+++ Given data +++

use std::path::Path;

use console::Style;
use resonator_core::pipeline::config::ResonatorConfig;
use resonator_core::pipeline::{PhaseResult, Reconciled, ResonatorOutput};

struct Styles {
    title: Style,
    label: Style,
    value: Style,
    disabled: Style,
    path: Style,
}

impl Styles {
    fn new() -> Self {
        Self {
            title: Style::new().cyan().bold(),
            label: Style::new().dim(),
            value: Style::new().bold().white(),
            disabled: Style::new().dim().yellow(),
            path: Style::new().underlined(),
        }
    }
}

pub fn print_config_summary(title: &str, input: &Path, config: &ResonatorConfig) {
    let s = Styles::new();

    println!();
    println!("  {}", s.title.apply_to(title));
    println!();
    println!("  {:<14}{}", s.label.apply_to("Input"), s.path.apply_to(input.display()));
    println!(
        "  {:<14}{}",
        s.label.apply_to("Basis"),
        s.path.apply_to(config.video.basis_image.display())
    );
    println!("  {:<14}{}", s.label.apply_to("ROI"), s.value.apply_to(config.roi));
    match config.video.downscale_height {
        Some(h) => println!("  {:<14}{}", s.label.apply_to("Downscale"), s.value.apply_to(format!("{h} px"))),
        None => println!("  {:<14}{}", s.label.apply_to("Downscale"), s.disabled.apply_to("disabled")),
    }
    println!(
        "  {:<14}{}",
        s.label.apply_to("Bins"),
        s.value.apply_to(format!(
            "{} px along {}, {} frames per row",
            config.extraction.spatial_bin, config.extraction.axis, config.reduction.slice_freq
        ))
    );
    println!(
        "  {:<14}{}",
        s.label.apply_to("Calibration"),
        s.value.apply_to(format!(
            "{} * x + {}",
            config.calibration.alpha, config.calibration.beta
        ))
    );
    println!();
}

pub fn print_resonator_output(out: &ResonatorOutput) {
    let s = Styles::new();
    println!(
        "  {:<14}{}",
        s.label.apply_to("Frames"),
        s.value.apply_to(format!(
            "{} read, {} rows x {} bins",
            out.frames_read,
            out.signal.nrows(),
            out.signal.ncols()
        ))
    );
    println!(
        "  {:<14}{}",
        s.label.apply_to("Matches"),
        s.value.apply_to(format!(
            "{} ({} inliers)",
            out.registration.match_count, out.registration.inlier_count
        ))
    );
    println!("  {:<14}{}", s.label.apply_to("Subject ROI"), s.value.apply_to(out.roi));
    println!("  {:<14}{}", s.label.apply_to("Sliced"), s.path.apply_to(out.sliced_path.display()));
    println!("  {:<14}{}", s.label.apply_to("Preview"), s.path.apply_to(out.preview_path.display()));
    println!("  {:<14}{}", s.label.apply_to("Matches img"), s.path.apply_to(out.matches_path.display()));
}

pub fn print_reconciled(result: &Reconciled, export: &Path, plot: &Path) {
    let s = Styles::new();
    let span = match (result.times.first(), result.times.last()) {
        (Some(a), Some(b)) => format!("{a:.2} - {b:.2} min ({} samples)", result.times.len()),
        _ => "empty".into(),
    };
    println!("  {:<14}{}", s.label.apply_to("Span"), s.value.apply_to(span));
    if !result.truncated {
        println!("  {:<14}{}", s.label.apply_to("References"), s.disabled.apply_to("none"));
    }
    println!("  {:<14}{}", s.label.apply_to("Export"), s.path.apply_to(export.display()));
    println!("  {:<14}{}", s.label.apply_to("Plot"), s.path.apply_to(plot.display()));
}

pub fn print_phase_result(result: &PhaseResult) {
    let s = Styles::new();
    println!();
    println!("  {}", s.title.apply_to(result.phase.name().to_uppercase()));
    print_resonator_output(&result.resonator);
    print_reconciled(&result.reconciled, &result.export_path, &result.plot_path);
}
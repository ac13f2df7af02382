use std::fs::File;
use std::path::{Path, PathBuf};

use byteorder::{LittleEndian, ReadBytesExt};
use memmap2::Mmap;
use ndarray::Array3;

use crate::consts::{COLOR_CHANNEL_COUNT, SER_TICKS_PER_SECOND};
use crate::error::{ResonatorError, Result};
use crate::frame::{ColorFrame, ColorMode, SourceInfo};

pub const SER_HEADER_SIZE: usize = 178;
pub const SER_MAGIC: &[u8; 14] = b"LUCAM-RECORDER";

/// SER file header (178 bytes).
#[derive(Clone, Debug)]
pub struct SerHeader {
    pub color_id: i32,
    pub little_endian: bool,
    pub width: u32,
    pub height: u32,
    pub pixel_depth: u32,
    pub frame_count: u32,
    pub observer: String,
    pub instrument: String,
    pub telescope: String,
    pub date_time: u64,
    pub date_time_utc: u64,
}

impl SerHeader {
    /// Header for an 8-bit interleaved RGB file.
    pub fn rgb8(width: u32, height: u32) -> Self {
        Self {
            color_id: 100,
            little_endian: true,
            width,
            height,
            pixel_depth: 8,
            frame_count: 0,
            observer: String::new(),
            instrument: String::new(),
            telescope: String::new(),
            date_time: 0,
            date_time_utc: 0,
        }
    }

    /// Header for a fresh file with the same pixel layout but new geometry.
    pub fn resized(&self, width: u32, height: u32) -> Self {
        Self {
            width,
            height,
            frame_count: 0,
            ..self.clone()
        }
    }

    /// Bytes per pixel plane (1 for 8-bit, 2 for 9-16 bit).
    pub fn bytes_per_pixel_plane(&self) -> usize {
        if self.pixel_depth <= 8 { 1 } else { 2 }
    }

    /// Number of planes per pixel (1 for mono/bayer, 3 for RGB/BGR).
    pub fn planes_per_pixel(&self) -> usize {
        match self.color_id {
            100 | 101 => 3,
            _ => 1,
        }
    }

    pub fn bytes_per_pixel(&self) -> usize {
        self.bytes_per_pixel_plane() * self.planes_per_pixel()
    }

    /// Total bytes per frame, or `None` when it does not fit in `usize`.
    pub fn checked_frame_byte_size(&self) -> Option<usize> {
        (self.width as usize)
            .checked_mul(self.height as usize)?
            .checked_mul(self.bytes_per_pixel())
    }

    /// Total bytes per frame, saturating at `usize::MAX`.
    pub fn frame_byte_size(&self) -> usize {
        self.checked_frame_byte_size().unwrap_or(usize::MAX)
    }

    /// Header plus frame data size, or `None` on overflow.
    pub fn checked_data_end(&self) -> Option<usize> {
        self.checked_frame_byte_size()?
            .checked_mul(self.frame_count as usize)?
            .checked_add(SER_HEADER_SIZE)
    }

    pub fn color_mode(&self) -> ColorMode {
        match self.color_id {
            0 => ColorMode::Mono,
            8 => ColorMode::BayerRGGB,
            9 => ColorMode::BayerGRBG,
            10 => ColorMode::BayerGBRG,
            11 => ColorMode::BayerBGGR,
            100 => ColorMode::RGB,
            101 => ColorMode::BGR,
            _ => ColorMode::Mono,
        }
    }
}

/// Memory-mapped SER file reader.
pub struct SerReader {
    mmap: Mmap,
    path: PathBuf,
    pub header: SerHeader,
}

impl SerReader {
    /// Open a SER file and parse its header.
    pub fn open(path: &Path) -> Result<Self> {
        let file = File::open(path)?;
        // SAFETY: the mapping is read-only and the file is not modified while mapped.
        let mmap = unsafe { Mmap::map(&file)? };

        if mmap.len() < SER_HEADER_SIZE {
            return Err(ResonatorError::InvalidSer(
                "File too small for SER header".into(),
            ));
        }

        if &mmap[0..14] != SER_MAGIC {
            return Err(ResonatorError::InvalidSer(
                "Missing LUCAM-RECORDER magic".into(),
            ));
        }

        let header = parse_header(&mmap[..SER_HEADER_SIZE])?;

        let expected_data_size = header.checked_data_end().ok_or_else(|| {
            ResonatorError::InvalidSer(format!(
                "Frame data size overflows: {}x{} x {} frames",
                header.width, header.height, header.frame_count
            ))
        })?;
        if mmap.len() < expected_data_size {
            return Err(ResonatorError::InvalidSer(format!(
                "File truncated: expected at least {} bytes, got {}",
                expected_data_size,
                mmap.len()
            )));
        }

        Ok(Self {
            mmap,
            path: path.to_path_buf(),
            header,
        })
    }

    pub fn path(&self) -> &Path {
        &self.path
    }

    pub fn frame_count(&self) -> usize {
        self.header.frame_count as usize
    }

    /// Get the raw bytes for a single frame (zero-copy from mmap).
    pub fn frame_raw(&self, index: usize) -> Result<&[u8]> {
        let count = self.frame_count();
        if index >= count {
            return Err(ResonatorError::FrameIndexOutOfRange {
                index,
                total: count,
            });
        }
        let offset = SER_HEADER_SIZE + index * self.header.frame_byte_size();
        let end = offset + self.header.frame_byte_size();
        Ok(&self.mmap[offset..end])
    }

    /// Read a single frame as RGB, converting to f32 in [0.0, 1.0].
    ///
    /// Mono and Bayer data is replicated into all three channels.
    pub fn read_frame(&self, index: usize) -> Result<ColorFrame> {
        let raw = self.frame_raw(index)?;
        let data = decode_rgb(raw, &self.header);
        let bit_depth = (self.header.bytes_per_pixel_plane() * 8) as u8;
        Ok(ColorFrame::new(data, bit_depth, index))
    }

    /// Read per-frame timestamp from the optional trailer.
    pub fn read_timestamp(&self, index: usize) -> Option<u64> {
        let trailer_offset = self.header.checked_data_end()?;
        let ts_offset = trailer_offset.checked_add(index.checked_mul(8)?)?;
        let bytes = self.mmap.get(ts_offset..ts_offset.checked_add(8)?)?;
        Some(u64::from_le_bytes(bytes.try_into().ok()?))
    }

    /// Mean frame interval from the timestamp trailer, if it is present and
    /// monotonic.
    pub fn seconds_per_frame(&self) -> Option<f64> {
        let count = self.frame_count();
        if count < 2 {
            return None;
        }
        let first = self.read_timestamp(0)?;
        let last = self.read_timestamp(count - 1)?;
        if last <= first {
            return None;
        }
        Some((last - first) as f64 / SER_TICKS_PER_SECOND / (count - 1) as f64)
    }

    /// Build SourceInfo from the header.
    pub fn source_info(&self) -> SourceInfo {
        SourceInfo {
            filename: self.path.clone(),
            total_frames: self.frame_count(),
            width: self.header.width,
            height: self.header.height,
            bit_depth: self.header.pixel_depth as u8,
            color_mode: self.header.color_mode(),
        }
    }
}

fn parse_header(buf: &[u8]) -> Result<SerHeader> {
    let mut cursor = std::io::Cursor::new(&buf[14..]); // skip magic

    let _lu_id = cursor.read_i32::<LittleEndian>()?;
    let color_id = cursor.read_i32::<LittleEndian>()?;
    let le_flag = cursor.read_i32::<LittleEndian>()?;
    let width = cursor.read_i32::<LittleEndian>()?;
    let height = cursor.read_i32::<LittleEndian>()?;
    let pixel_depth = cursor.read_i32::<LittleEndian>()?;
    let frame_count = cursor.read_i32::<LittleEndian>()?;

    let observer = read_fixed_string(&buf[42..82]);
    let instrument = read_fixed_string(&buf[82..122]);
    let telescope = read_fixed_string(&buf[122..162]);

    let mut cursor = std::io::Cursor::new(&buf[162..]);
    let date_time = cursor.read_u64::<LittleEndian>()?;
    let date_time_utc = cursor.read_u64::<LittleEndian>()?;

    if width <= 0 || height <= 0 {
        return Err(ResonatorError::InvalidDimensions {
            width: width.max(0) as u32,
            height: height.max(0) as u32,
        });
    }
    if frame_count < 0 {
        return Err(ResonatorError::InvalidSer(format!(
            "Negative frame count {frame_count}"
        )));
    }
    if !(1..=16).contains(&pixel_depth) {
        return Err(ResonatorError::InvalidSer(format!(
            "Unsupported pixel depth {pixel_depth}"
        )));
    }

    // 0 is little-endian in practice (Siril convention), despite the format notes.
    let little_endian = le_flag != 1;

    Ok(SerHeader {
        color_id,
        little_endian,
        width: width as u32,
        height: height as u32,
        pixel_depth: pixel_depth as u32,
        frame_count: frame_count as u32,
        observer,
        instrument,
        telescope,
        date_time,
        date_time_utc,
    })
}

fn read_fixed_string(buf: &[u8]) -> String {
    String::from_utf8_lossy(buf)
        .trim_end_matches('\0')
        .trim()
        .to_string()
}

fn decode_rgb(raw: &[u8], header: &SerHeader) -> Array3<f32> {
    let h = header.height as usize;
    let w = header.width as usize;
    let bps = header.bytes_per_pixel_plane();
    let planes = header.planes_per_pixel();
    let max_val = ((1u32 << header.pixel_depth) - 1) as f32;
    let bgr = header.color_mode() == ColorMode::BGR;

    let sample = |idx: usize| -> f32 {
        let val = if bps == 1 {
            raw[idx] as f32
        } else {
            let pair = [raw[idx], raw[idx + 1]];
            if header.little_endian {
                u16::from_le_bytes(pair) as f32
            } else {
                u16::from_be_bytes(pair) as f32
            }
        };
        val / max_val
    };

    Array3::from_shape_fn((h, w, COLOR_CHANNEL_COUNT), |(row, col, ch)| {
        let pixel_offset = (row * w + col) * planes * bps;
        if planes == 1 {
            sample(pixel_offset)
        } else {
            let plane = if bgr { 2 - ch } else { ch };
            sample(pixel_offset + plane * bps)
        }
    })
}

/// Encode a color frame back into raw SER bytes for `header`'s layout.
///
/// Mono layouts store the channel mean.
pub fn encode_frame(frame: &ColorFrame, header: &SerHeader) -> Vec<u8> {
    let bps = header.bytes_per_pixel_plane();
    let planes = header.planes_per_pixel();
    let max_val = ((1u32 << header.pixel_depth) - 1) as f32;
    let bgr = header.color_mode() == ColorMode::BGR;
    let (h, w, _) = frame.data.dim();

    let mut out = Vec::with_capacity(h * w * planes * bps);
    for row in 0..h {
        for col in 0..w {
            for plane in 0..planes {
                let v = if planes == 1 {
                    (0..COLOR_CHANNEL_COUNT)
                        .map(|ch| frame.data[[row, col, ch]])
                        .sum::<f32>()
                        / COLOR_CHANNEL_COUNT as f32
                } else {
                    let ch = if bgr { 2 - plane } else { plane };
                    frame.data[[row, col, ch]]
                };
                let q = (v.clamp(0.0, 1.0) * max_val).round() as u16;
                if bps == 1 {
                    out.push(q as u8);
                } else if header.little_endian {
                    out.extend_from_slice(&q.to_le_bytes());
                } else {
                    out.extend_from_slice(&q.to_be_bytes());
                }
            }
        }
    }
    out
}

+++

Write down, word for word, the lines above from the one containing "self.header.frame_count as usize" through the one containing "if index >= count", both ends included.

        self.header.frame_count as usize
    }

    /// Get the raw bytes for a single frame (zero-copy from mmap).
    pub fn frame_raw(&self, index: usize) -> Result<&[u8]> {
        let count = self.frame_count();
        if index >= count {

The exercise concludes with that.